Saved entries
== == ==

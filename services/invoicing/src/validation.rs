//! Input validation utilities

use regex::Regex;
use rust_decimal::Decimal;
use std::sync::OnceLock;

use crate::models::ItemInput;

/// Validate that a text field is present
pub fn validate_required(field: &str, value: &str) -> Result<(), String> {
    if value.trim().is_empty() {
        return Err(format!("{} is required", field));
    }

    if value.len() > 255 {
        return Err(format!("{} must be at most 255 characters long", field));
    }

    Ok(())
}

/// Validate email
pub fn validate_email(email: &str) -> Result<(), String> {
    if email.is_empty() {
        return Err("Email is required".to_string());
    }

    if email.len() > 254 {
        return Err("Email must be at most 254 characters long".to_string());
    }

    static EMAIL_REGEX: OnceLock<Regex> = OnceLock::new();
    let regex = EMAIL_REGEX.get_or_init(|| {
        Regex::new(r"^[a-zA-Z0-9._%+-]+@[a-zA-Z0-9.-]+\.[a-zA-Z]{2,}$")
            .expect("Failed to compile email regex")
    });

    if !regex.is_match(email) {
        return Err("Invalid email format".to_string());
    }

    Ok(())
}

/// Validate password
pub fn validate_password(password: &str) -> Result<(), String> {
    if password.is_empty() {
        return Err("Password is required".to_string());
    }

    if password.len() < 8 {
        return Err("Password must be at least 8 characters long".to_string());
    }

    if password.len() > 128 {
        return Err("Password must be at most 128 characters long".to_string());
    }

    if !password.chars().any(|c| c.is_alphabetic()) {
        return Err("Password must contain at least one letter".to_string());
    }

    if !password.chars().any(|c| c.is_ascii_digit()) {
        return Err("Password must contain at least one digit".to_string());
    }

    Ok(())
}

/// Validate a bank account number; empty means not provided
pub fn validate_account_number(number: &str) -> Result<(), String> {
    if number.is_empty() {
        return Ok(());
    }

    static ACCOUNT_REGEX: OnceLock<Regex> = OnceLock::new();
    let regex = ACCOUNT_REGEX
        .get_or_init(|| Regex::new(r"^[0-9]{4,34}$").expect("Failed to compile account regex"));

    if !regex.is_match(number) {
        return Err("Bank account number must contain 4 to 34 digits".to_string());
    }

    Ok(())
}

/// Validate a money amount or percentage
pub fn validate_non_negative(field: &str, value: Decimal) -> Result<(), String> {
    if value.is_sign_negative() && !value.is_zero() {
        return Err(format!("{} must not be negative", field));
    }

    Ok(())
}

/// Validate invoice lines
pub fn validate_items(items: &[ItemInput]) -> Result<(), String> {
    for (index, item) in items.iter().enumerate() {
        validate_required(&format!("items[{}].description", index), &item.description)?;

        if item.quantity < 1 {
            return Err(format!("items[{}].quantity must be at least 1", index));
        }

        validate_non_negative(&format!("items[{}].unit_price", index), item.unit_price)?;
    }

    Ok(())
}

== == ==

YOUR TASK => Nothing may be dropped or altered. Copy every line above.

EXERCISE SOLUTION =>
filename services/invoicing/src/validation.rs
//! Input validation utilities

use regex::Regex;
use rust_decimal::Decimal;
use std::sync::OnceLock;

use crate::models::ItemInput;

/// Validate that a text field is present
pub fn validate_required(field: &str, value: &str) -> Result<(), String> {
    if value.trim().is_empty() {
        return Err(format!("{} is required", field));
    }

    if value.len() > 255 {
        return Err(format!("{} must be at most 255 characters long", field));
    }

    Ok(())
}

/// Validate email
pub fn validate_email(email: &str) -> Result<(), String> {
    if email.is_empty() {
        return Err("Email is required".to_string());
    }

    if email.len() > 254 {
        return Err("Email must be at most 254 characters long".to_string());
    }

    static EMAIL_REGEX: OnceLock<Regex> = OnceLock::new();
    let regex = EMAIL_REGEX.get_or_init(|| {
        Regex::new(r"^[a-zA-Z0-9._%+-]+@[a-zA-Z0-9.-]+\.[a-zA-Z]{2,}$")
            .expect("Failed to compile email regex")
    });

    if !regex.is_match(email) {
        return Err("Invalid email format".to_string());
    }

    Ok(())
}

/// Validate password
pub fn validate_password(password: &str) -> Result<(), String> {
    if password.is_empty() {
        return Err("Password is required".to_string());
    }

    if password.len() < 8 {
        return Err("Password must be at least 8 characters long".to_string());
    }

    if password.len() > 128 {
        return Err("Password must be at most 128 characters long".to_string());
    }

    if !password.chars().any(|c| c.is_alphabetic()) {
        return Err("Password must contain at least one letter".to_string());
    }

    if !password.chars().any(|c| c.is_ascii_digit()) {
        return Err("Password must contain at least one digit".to_string());
    }

    Ok(())
}

/// Validate a bank account number; empty means not provided
pub fn validate_account_number(number: &str) -> Result<(), String> {
    if number.is_empty() {
        return Ok(());
    }

    static ACCOUNT_REGEX: OnceLock<Regex> = OnceLock::new();
    let regex = ACCOUNT_REGEX
        .get_or_init(|| Regex::new(r"^[0-9]{4,34}$").expect("Failed to compile account regex"));

    if !regex.is_match(number) {
        return Err("Bank account number must contain 4 to 34 digits".to_string());
    }

    Ok(())
}

/// Validate a money amount or percentage
pub fn validate_non_negative(field: &str, value: Decimal) -> Result<(), String> {
    if value.is_sign_negative() && !value.is_zero() {
        return Err(format!("{} must not be negative", field));
    }

    Ok(())
}

/// Validate invoice lines
pub fn validate_items(items: &[ItemInput]) -> Result<(), String> {
    for (index, item) in items.iter().enumerate() {
        validate_required(&format!("items[{}].description", index), &item.description)?;

        if item.quantity < 1 {
            return Err(format!("items[{}].quantity must be at least 1", index));
        }

        validate_non_negative(&format!("items[{}].unit_price", index), item.unit_price)?;
    }

    Ok(())
}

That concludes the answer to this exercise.